─── Input for this task

// SPDX-License-Identifier: MPL-2.0
// This Source Code Form is subject to the terms of the Mozilla Public
// License, v. 2.0. If a copy of the MPL was not distributed with this
// file, You can obtain one at https://mozilla.org/MPL/2.0/.

//! Shared test helpers: an in-process gateway that records every call.

#![allow(dead_code)]

use std::collections::BTreeMap;
use std::sync::atomic::{AtomicBool, AtomicUsize, Ordering};
use std::time::Duration;

use parking_lot::Mutex;
use telldus_bridge::error::{Error, ProtocolError};
use telldus_bridge::model::{Device, DeviceList, SensorInfo, SensorList, SystemInfo, TokenRefresh};
use telldus_bridge::protocol::{ApiResponse, CallResult, Gateway};
use telldus_bridge::types::Methods;

/// A gateway call, as recorded by [`FakeGateway`].
#[derive(Debug, Clone, PartialEq, Eq)]
pub enum Call {
    SystemInfo,
    ListDevices,
    DeviceInfo(u32),
    ListSensors,
    SensorInfo(u32),
    On(u32),
    Off(u32),
    Dim(u32, u8),
    Bell(u32),
    RefreshToken,
}

impl Call {
    pub fn is_command(&self) -> bool {
        matches!(self, Self::On(_) | Self::Off(_) | Self::Dim(..) | Self::Bell(_))
    }
}

/// Gateway double backed by in-memory devices and sensors.
#[derive(Default)]
pub struct FakeGateway {
    calls: Mutex<Vec<Call>>,
    devices: Mutex<BTreeMap<u32, Device>>,
    hidden: Mutex<Vec<u32>>,
    sensors: Mutex<BTreeMap<u32, SensorInfo>>,
    /// Commands answer with HTTP 500.
    pub fail_commands: AtomicBool,
    /// Number of upcoming `devices/list` calls that fail at the transport.
    pub failing_lists: AtomicUsize,
    /// `refreshToken` answers with HTTP 401.
    pub fail_refresh: AtomicBool,
    /// Time `turnOn`/`turnOff` take to answer, after being recorded.
    switch_latency: Mutex<Duration>,
    /// Time `sensor/info` takes to answer, after being recorded.
    sensor_latency: Mutex<Duration>,
}

pub fn device(json: serde_json::Value) -> Device {
    serde_json::from_value(json).unwrap()
}

pub fn sensor(json: serde_json::Value) -> SensorInfo {
    serde_json::from_value(json).unwrap()
}

fn ok<T: serde::de::DeserializeOwned>(body: &serde_json::Value) -> CallResult<T> {
    Ok(ApiResponse::from_parts(200, "OK", &body.to_string()))
}

fn server_error<T: serde::de::DeserializeOwned>() -> CallResult<T> {
    Ok(ApiResponse::from_parts(500, "Internal Server Error", ""))
}

fn success() -> serde_json::Value {
    serde_json::json!({ "status": "success" })
}

impl FakeGateway {
    pub fn new() -> Self {
        Self::default()
    }

    pub fn with_device(self, device: Device) -> Self {
        self.devices.lock().insert(device.id, device);
        self
    }

    pub fn with_sensor(self, info: SensorInfo) -> Self {
        self.sensors.lock().insert(info.id, info);
        self
    }

    pub fn with_switch_latency(self, latency: Duration) -> Self {
        *self.switch_latency.lock() = latency;
        self
    }

    pub fn with_sensor_latency(self, latency: Duration) -> Self {
        *self.sensor_latency.lock() = latency;
        self
    }

    /// Changes the state the gateway reports for a device.
    pub fn set_state(&self, id: u32, state: u32) {
        if let Some(device) = self.devices.lock().get_mut(&id) {
            device.state = telldus_bridge::types::DeviceStateCode::new(state);
        }
    }

    /// Leaves a device out of `devices/list`; `device/info` still knows it.
    pub fn hide_from_list(&self, id: u32) {
        self.hidden.lock().push(id);
    }

    pub fn calls(&self) -> Vec<Call> {
        self.calls.lock().clone()
    }

    pub fn commands(&self) -> Vec<Call> {
        self.calls().into_iter().filter(Call::is_command).collect()
    }

    pub fn clear_calls(&self) {
        self.calls.lock().clear();
    }

    fn record(&self, call: Call) {
        self.calls.lock().push(call);
    }

    fn command(&self, call: Call) -> CallResult<serde_json::Value> {
        self.record(call);
        if self.fail_commands.load(Ordering::SeqCst) {
            server_error()
        } else {
            ok(&success())
        }
    }
}

impl Gateway for FakeGateway {
    async fn system_info(&self) -> CallResult<SystemInfo> {
        self.record(Call::SystemInfo);
        ok(&serde_json::json!({ "product": "fake", "version": "1.0" }))
    }

    async fn list_devices(&self, _methods: Methods) -> CallResult<DeviceList> {
        self.record(Call::ListDevices);
        let remaining = self.failing_lists.load(Ordering::SeqCst);
        if remaining > 0 {
            self.failing_lists.store(remaining - 1, Ordering::SeqCst);
            return Err(ProtocolError::InvalidAddress("unreachable".to_string()));
        }
        let hidden = self.hidden.lock().clone();
        let devices: Vec<serde_json::Value> = self
            .devices
            .lock()
            .values()
            .filter(|d| !hidden.contains(&d.id))
            .map(|d| {
                serde_json::json!({
                    "id": d.id,
                    "name": d.name,
                    "methods": d.methods.bits(),
                    "state": d.state.code(),
                    "statevalue": d.statevalue,
                })
            })
            .collect();
        ok(&serde_json::json!({ "device": devices }))
    }

    async fn device_info(&self, id: u32, _methods: Methods) -> CallResult<Device> {
        self.record(Call::DeviceInfo(id));
        let device = self.devices.lock().get(&id).cloned();
        match device {
            Some(d) => ok(&serde_json::json!({
                "id": d.id,
                "name": d.name,
                "methods": d.methods.bits(),
                "state": d.state.code(),
                "statevalue": d.statevalue,
            })),
            None => ok(&serde_json::json!({ "error": "Device not found" })),
        }
    }

    async fn list_sensors(&self) -> CallResult<SensorList> {
        self.record(Call::ListSensors);
        let sensors: Vec<serde_json::Value> = self
            .sensors
            .lock()
            .values()
            .map(|s| serde_json::json!({ "id": s.id, "name": s.name, "model": s.model }))
            .collect();
        ok(&serde_json::json!({ "sensor": sensors }))
    }

    async fn sensor_info(&self, id: u32) -> CallResult<SensorInfo> {
        self.record(Call::SensorInfo(id));
        let latency = *self.sensor_latency.lock();
        if !latency.is_zero() {
            tokio::time::sleep(latency).await;
        }
        let info = self.sensors.lock().get(&id).cloned();
        match info {
            Some(s) => {
                let data: Vec<serde_json::Value> = s
                    .data
                    .iter()
                    .map(|v| serde_json::json!({ "name": v.name, "value": v.value }))
                    .collect();
                ok(&serde_json::json!({ "id": s.id, "name": s.name, "model": s.model, "data": data }))
            }
            None => ok(&serde_json::json!({ "error": "Sensor not found" })),
        }
    }

    async fn on_off_device(&self, id: u32, on: bool) -> CallResult<serde_json::Value> {
        let result = self.command(if on { Call::On(id) } else { Call::Off(id) });
        let latency = *self.switch_latency.lock();
        if !latency.is_zero() {
            tokio::time::sleep(latency).await;
        }
        result
    }

    async fn dim_device(&self, id: u32, level: u8) -> CallResult<serde_json::Value> {
        self.command(Call::Dim(id, level))
    }

    async fn bell_device(&self, id: u32) -> CallResult<serde_json::Value> {
        self.command(Call::Bell(id))
    }

    async fn refresh_access_token(&self) -> Result<TokenRefresh, Error> {
        self.record(Call::RefreshToken);
        if self.fail_refresh.load(Ordering::SeqCst) {
            let response: ApiResponse<TokenRefresh> =
                ApiResponse::from_parts(401, "Unauthorized", "");
            return Err(response.into_result("refreshToken").unwrap_err().into());
        }
        Ok(TokenRefresh {
            expires: Some(2_000_000_000),
            token: Some("rotated".to_string()),
        })
    }
}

──────

> Goal of the exercise: Repeat each entry above exactly as it appears.

> Response:
// SPDX-License-Identifier: MPL-2.0
// This Source Code Form is subject to the terms of the Mozilla Public
// License, v. 2.0. If a copy of the MPL was not distributed with this
// file, You can obtain one at https://mozilla.org/MPL/2.0/.

//! Shared test helpers: an in-process gateway that records every call.

#![allow(dead_code)]

use std::collections::BTreeMap;
use std::sync::atomic::{AtomicBool, AtomicUsize, Ordering};
use std::time::Duration;

use parking_lot::Mutex;
use telldus_bridge::error::{Error, ProtocolError};
use telldus_bridge::model::{Device, DeviceList, SensorInfo, SensorList, SystemInfo, TokenRefresh};
use telldus_bridge::protocol::{ApiResponse, CallResult, Gateway};
use telldus_bridge::types::Methods;

/// A gateway call, as recorded by [`FakeGateway`].
#[derive(Debug, Clone, PartialEq, Eq)]
pub enum Call {
    SystemInfo,
    ListDevices,
    DeviceInfo(u32),
    ListSensors,
    SensorInfo(u32),
    On(u32),
    Off(u32),
    Dim(u32, u8),
    Bell(u32),
    RefreshToken,
}

impl Call {
    pub fn is_command(&self) -> bool {
        matches!(self, Self::On(_) | Self::Off(_) | Self::Dim(..) | Self::Bell(_))
    }
}

/// Gateway double backed by in-memory devices and sensors.
#[derive(Default)]
pub struct FakeGateway {
    calls: Mutex<Vec<Call>>,
    devices: Mutex<BTreeMap<u32, Device>>,
    hidden: Mutex<Vec<u32>>,
    sensors: Mutex<BTreeMap<u32, SensorInfo>>,
    /// Commands answer with HTTP 500.
    pub fail_commands: AtomicBool,
    /// Number of upcoming `devices/list` calls that fail at the transport.
    pub failing_lists: AtomicUsize,
    /// `refreshToken` answers with HTTP 401.
    pub fail_refresh: AtomicBool,
    /// Time `turnOn`/`turnOff` take to answer, after being recorded.
    switch_latency: Mutex<Duration>,
    /// Time `sensor/info` takes to answer, after being recorded.
    sensor_latency: Mutex<Duration>,
}

pub fn device(json: serde_json::Value) -> Device {
    serde_json::from_value(json).unwrap()
}

pub fn sensor(json: serde_json::Value) -> SensorInfo {
    serde_json::from_value(json).unwrap()
}

fn ok<T: serde::de::DeserializeOwned>(body: &serde_json::Value) -> CallResult<T> {
    Ok(ApiResponse::from_parts(200, "OK", &body.to_string()))
}

fn server_error<T: serde::de::DeserializeOwned>() -> CallResult<T> {
    Ok(ApiResponse::from_parts(500, "Internal Server Error", ""))
}

fn success() -> serde_json::Value {
    serde_json::json!({ "status": "success" })
}

impl FakeGateway {
    pub fn new() -> Self {
        Self::default()
    }

    pub fn with_device(self, device: Device) -> Self {
        self.devices.lock().insert(device.id, device);
        self
    }

    pub fn with_sensor(self, info: SensorInfo) -> Self {
        self.sensors.lock().insert(info.id, info);
        self
    }

    pub fn with_switch_latency(self, latency: Duration) -> Self {
        *self.switch_latency.lock() = latency;
        self
    }

    pub fn with_sensor_latency(self, latency: Duration) -> Self {
        *self.sensor_latency.lock() = latency;
        self
    }

    /// Changes the state the gateway reports for a device.
    pub fn set_state(&self, id: u32, state: u32) {
        if let Some(device) = self.devices.lock().get_mut(&id) {
            device.state = telldus_bridge::types::DeviceStateCode::new(state);
        }
    }

    /// Leaves a device out of `devices/list`; `device/info` still knows it.
    pub fn hide_from_list(&self, id: u32) {
        self.hidden.lock().push(id);
    }

    pub fn calls(&self) -> Vec<Call> {
        self.calls.lock().clone()
    }

    pub fn commands(&self) -> Vec<Call> {
        self.calls().into_iter().filter(Call::is_command).collect()
    }

    pub fn clear_calls(&self) {
        self.calls.lock().clear();
    }

    fn record(&self, call: Call) {
        self.calls.lock().push(call);
    }

    fn command(&self, call: Call) -> CallResult<serde_json::Value> {
        self.record(call);
        if self.fail_commands.load(Ordering::SeqCst) {
            server_error()
        } else {
            ok(&success())
        }
    }
}

impl Gateway for FakeGateway {
    async fn system_info(&self) -> CallResult<SystemInfo> {
        self.record(Call::SystemInfo);
        ok(&serde_json::json!({ "product": "fake", "version": "1.0" }))
    }

    async fn list_devices(&self, _methods: Methods) -> CallResult<DeviceList> {
        self.record(Call::ListDevices);
        let remaining = self.failing_lists.load(Ordering::SeqCst);
        if remaining > 0 {
            self.failing_lists.store(remaining - 1, Ordering::SeqCst);
            return Err(ProtocolError::InvalidAddress("unreachable".to_string()));
        }
        let hidden = self.hidden.lock().clone();
        let devices: Vec<serde_json::Value> = self
            .devices
            .lock()
            .values()
            .filter(|d| !hidden.contains(&d.id))
            .map(|d| {
                serde_json::json!({
                    "id": d.id,
                    "name": d.name,
                    "methods": d.methods.bits(),
                    "state": d.state.code(),
                    "statevalue": d.statevalue,
                })
            })
            .collect();
        ok(&serde_json::json!({ "device": devices }))
    }

    async fn device_info(&self, id: u32, _methods: Methods) -> CallResult<Device> {
        self.record(Call::DeviceInfo(id));
        let device = self.devices.lock().get(&id).cloned();
        match device {
            Some(d) => ok(&serde_json::json!({
                "id": d.id,
                "name": d.name,
                "methods": d.methods.bits(),
                "state": d.state.code(),
                "statevalue": d.statevalue,
            })),
            None => ok(&serde_json::json!({ "error": "Device not found" })),
        }
    }

    async fn list_sensors(&self) -> CallResult<SensorList> {
        self.record(Call::ListSensors);
        let sensors: Vec<serde_json::Value> = self
            .sensors
            .lock()
            .values()
            .map(|s| serde_json::json!({ "id": s.id, "name": s.name, "model": s.model }))
            .collect();
        ok(&serde_json::json!({ "sensor": sensors }))
    }

    async fn sensor_info(&self, id: u32) -> CallResult<SensorInfo> {
        self.record(Call::SensorInfo(id));
        let latency = *self.sensor_latency.lock();
        if !latency.is_zero() {
            tokio::time::sleep(latency).await;
        }
        let info = self.sensors.lock().get(&id).cloned();
        match info {
            Some(s) => {
                let data: Vec<serde_json::Value> = s
                    .data
                    .iter()
                    .map(|v| serde_json::json!({ "name": v.name, "value": v.value }))
                    .collect();
                ok(&serde_json::json!({ "id": s.id, "name": s.name, "model": s.model, "data": data }))
            }
            None => ok(&serde_json::json!({ "error": "Sensor not found" })),
        }
    }

    async fn on_off_device(&self, id: u32, on: bool) -> CallResult<serde_json::Value> {
        let result = self.command(if on { Call::On(id) } else { Call::Off(id) });
        let latency = *self.switch_latency.lock();
        if !latency.is_zero() {
            tokio::time::sleep(latency).await;
        }
        result
    }

    async fn dim_device(&self, id: u32, level: u8) -> CallResult<serde_json::Value> {
        self.command(Call::Dim(id, level))
    }

    async fn bell_device(&self, id: u32) -> CallResult<serde_json::Value> {
        self.command(Call::Bell(id))
    }

    async fn refresh_access_token(&self) -> Result<TokenRefresh, Error> {
        self.record(Call::RefreshToken);
        if self.fail_refresh.load(Ordering::SeqCst) {
            let response: ApiResponse<TokenRefresh> =
                ApiResponse::from_parts(401, "Unauthorized", "");
            return Err(response.into_result("refreshToken").unwrap_err().into());
        }
        Ok(TokenRefresh {
            expires: Some(2_000_000_000),
            token: Some("rotated".to_string()),
        })
    }
}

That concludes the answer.